Aerial fireworks require a pyrotechnic permit under Hawaiian state law. However, only a small minority of attempts to prosecute those violating fireworks restrictions result in guilty verdicts or pleas, and they usually result in only minor fines, according to a Honolulu Civil Beat analysis.
New Year’s Eve fireworks have a long history in Hawaii, where they are a strong cultural tradition. For decades, lawmakers have struggled to quell the widespread use of them across the state. A multiagency task force was established in 2010 to curb illegal fireworks, which, in addition to injuring people and pets and damaging property, had become a strain on public safety agencies.
Dozens of people are injured every New Year’s Eve in fireworks-related incidents across the state, although the number decreased from a high of 112 in 2009 to 42 in 2019, according to a Hawaiian legislative report that year.
Five people were injured by fireworks during this year’s celebrations in four other incidents in Oahu, NBC affiliate KHNL of Honolulu reported.

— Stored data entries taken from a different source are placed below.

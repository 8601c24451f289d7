//! End-to-end pipeline tests: mocked REST endpoints plus a local push feed

mod support;

use crypto_tracker::config::Config;
use crypto_tracker::dispatch::PriceUpdate;
use crypto_tracker::market::{Direction, SymbolPair};
use crypto_tracker::pipeline::Pipeline;
use crypto_tracker::ws::ConnectionState;
use rust_decimal_macros::dec;
use std::sync::Arc;
use std::time::Duration;
use support::{wait_until, MockFeed};
use tokio::sync::mpsc;
use wiremock::matchers::{method, path};
use wiremock::{Mock, MockServer, ResponseTemplate};

fn config(server: &MockServer, feed: &MockFeed) -> Config {
    let mut config = Config::default();
    config.endpoints.rest_url = server.uri();
    config.endpoints.stream_url = feed.url();
    config.baseline.retry_delay_secs = 1;
    config.stream.reconnect_delay_secs = 1;
    config.dispatch.interval_ms = 10;
    config
}

async fn mount_open_prices(server: &MockServer, body: serde_json::Value) {
    Mock::given(method("GET"))
        .and(path("/api/v3/ticker/tradingDay"))
        .respond_with(ResponseTemplate::new(200).set_body_json(body))
        .mount(server)
        .await;
}

#[tokio::test]
async fn test_tick_fans_out_to_every_row_of_symbol() {
    let server = MockServer::start().await;
    let feed = MockFeed::start().await;
    mount_open_prices(
        &server,
        serde_json::json!([
            {"symbol": "ETHUSDT", "openPrice": "50.00"},
            {"symbol": "BTCUSDT", "openPrice": "100.00"}
        ]),
    )
    .await;

    let (tx, mut rx) = mpsc::unbounded_channel::<Vec<PriceUpdate>>();
    let pipeline = Pipeline::new(&config(&server, &feed), Arc::new(tx)).unwrap();

    let ids = pipeline
        .track_many(vec![
            SymbolPair::new("ETHUSDT", "ETH", "USDT"),
            SymbolPair::new("BTCUSDT", "BTC", "USDT"),
            SymbolPair::new("ETHUSDT", "ETH", "USDT"),
        ])
        .await;
    assert_eq!(ids.len(), 3);
    assert_eq!(pipeline.baselines().get("ETHUSDT"), Some(dec!(50)));

    pipeline.start();
    feed.wait_for_frames(1).await;
    wait_until(|| pipeline.dispatcher().is_running()).await;
    assert_eq!(pipeline.connection().state(), ConnectionState::Connected);

    feed.send_ticker("ETHUSDT", "45.00");

    let batch = tokio::time::timeout(Duration::from_secs(5), rx.recv())
        .await
        .unwrap()
        .unwrap();
    assert_eq!(batch.len(), 2);
    let rows: Vec<_> = batch.iter().map(|u| u.row).collect();
    assert_eq!(rows, vec![ids[0], ids[2]]);
    for update in &batch {
        assert_eq!(update.price, dec!(45));
        assert_eq!(update.change, dec!(-5));
        assert_eq!(update.change_percent, dec!(-10));
        assert_eq!(update.direction(), Direction::Down);
    }

    let row = pipeline.rows().get(ids[2]).unwrap();
    assert_eq!(row.state.price, dec!(45));
    let untouched = pipeline.rows().get(ids[1]).unwrap();
    assert_eq!(untouched.state.price, dec!(0));

    pipeline.shutdown().await;
    assert!(!pipeline.dispatcher().is_running());
}

#[tokio::test]
async fn test_last_row_removal_unsubscribes() {
    let server = MockServer::start().await;
    let feed = MockFeed::start().await;
    mount_open_prices(&server, serde_json::json!([{"symbol": "ETHUSDT", "openPrice": "50"}])).await;

    let (tx, _rx) = mpsc::unbounded_channel::<Vec<PriceUpdate>>();
    let pipeline = Pipeline::new(&config(&server, &feed), Arc::new(tx)).unwrap();

    let first = pipeline.track(SymbolPair::from_symbol("ETHUSDT")).await;
    let second = pipeline.track(SymbolPair::from_symbol("ETHUSDT")).await;

    pipeline.start();
    feed.wait_for_frames(1).await;

    pipeline.untrack(first).unwrap();
    tokio::time::sleep(Duration::from_millis(100)).await;
    assert_eq!(feed.frames().len(), 1);
    assert!(pipeline.connection().registry().contains("ETHUSDT"));

    pipeline.untrack(second).unwrap();
    let frames = feed.wait_for_frames(2).await;
    let frame: serde_json::Value = serde_json::from_str(&frames[1]).unwrap();
    assert_eq!(frame["method"], "UNSUBSCRIBE");
    assert_eq!(frame["params"], serde_json::json!(["ethusdt@miniTicker"]));
    assert!(pipeline.rows().is_empty());

    pipeline.shutdown().await;
}

#[tokio::test]
async fn test_zero_baseline_is_refetched() {
    let server = MockServer::start().await;
    let feed = MockFeed::start().await;
    Mock::given(method("GET"))
        .and(path("/api/v3/ticker/tradingDay"))
        .respond_with(
            ResponseTemplate::new(200)
                .set_body_json(serde_json::json!([{"symbol": "SOLUSDT", "openPrice": "0.0"}])),
        )
        .up_to_n_times(1)
        .mount(&server)
        .await;
    mount_open_prices(&server, serde_json::json!([{"symbol": "SOLUSDT", "openPrice": "20.5"}])).await;

    let (tx, _rx) = mpsc::unbounded_channel::<Vec<PriceUpdate>>();
    let pipeline = Pipeline::new(&config(&server, &feed), Arc::new(tx)).unwrap();

    pipeline.track(SymbolPair::from_symbol("SOLUSDT")).await;
    assert_eq!(pipeline.baselines().get("SOLUSDT"), None);

    wait_until(|| pipeline.baselines().get("SOLUSDT") == Some(dec!(20.5))).await;

    let requests = server.received_requests().await.unwrap();
    assert_eq!(requests.len(), 2);

    pipeline.shutdown().await;
}

fn requested_symbols(request: &wiremock::Request) -> Option<String> {
    request
        .url
        .query_pairs()
        .find(|(key, _)| key == "symbols")
        .map(|(_, value)| value.into_owned())
}

#[tokio::test]
async fn test_startup_fetches_baselines_once() {
    let server = MockServer::start().await;
    let feed = MockFeed::start().await;
    Mock::given(method("GET"))
        .and(path("/api/v3/ticker/tradingDay"))
        .respond_with(ResponseTemplate::new(200).set_body_json(serde_json::json!([
            {"symbol": "BTCUSDT", "openPrice": "100"},
            {"symbol": "SOLUSDT", "openPrice": "0"}
        ])))
        .up_to_n_times(1)
        .mount(&server)
        .await;
    mount_open_prices(&server, serde_json::json!([{"symbol": "SOLUSDT", "openPrice": "5"}])).await;

    let (tx, _rx) = mpsc::unbounded_channel::<Vec<PriceUpdate>>();
    let pipeline = Pipeline::new(&config(&server, &feed), Arc::new(tx)).unwrap();

    pipeline
        .track_many(vec![
            SymbolPair::from_symbol("BTCUSDT"),
            SymbolPair::from_symbol("BTCUSDT"),
            SymbolPair::from_symbol("SOLUSDT"),
        ])
        .await;
    pipeline.start();
    feed.wait_for_frames(1).await;

    let requests = server.received_requests().await.unwrap();
    assert_eq!(requests.len(), 1);
    assert_eq!(
        requested_symbols(&requests[0]).as_deref(),
        Some(r#"["BTCUSDT","SOLUSDT"]"#)
    );

    // One retry wave for the zero subset, nothing after it resolves
    wait_until(|| pipeline.baselines().get("SOLUSDT") == Some(dec!(5))).await;
    tokio::time::sleep(Duration::from_millis(1200)).await;

    let requests = server.received_requests().await.unwrap();
    assert_eq!(requests.len(), 2);
    assert_eq!(requested_symbols(&requests[1]).as_deref(), Some(r#"["SOLUSDT"]"#));
    assert_eq!(pipeline.baselines().get("BTCUSDT"), Some(dec!(100)));

    pipeline.shutdown().await;
}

While acknowledging the sensitivity of restricting fireworks given the cultural importance they have to some Hawaii residents, officials said the deadly incident underlined the inherent risk. They also expressed frustration that as emergency rescue workers worked at the scene overnight, people were still shooting off fireworks four houses down.
Green said he would push to make it a felony to set off heavy or cake-like fireworks, while cautioning that it was not possible to legislate the danger away.
“We’ll do all that we can, but it’s going to have to be we as people making that decision to not do it,” he said.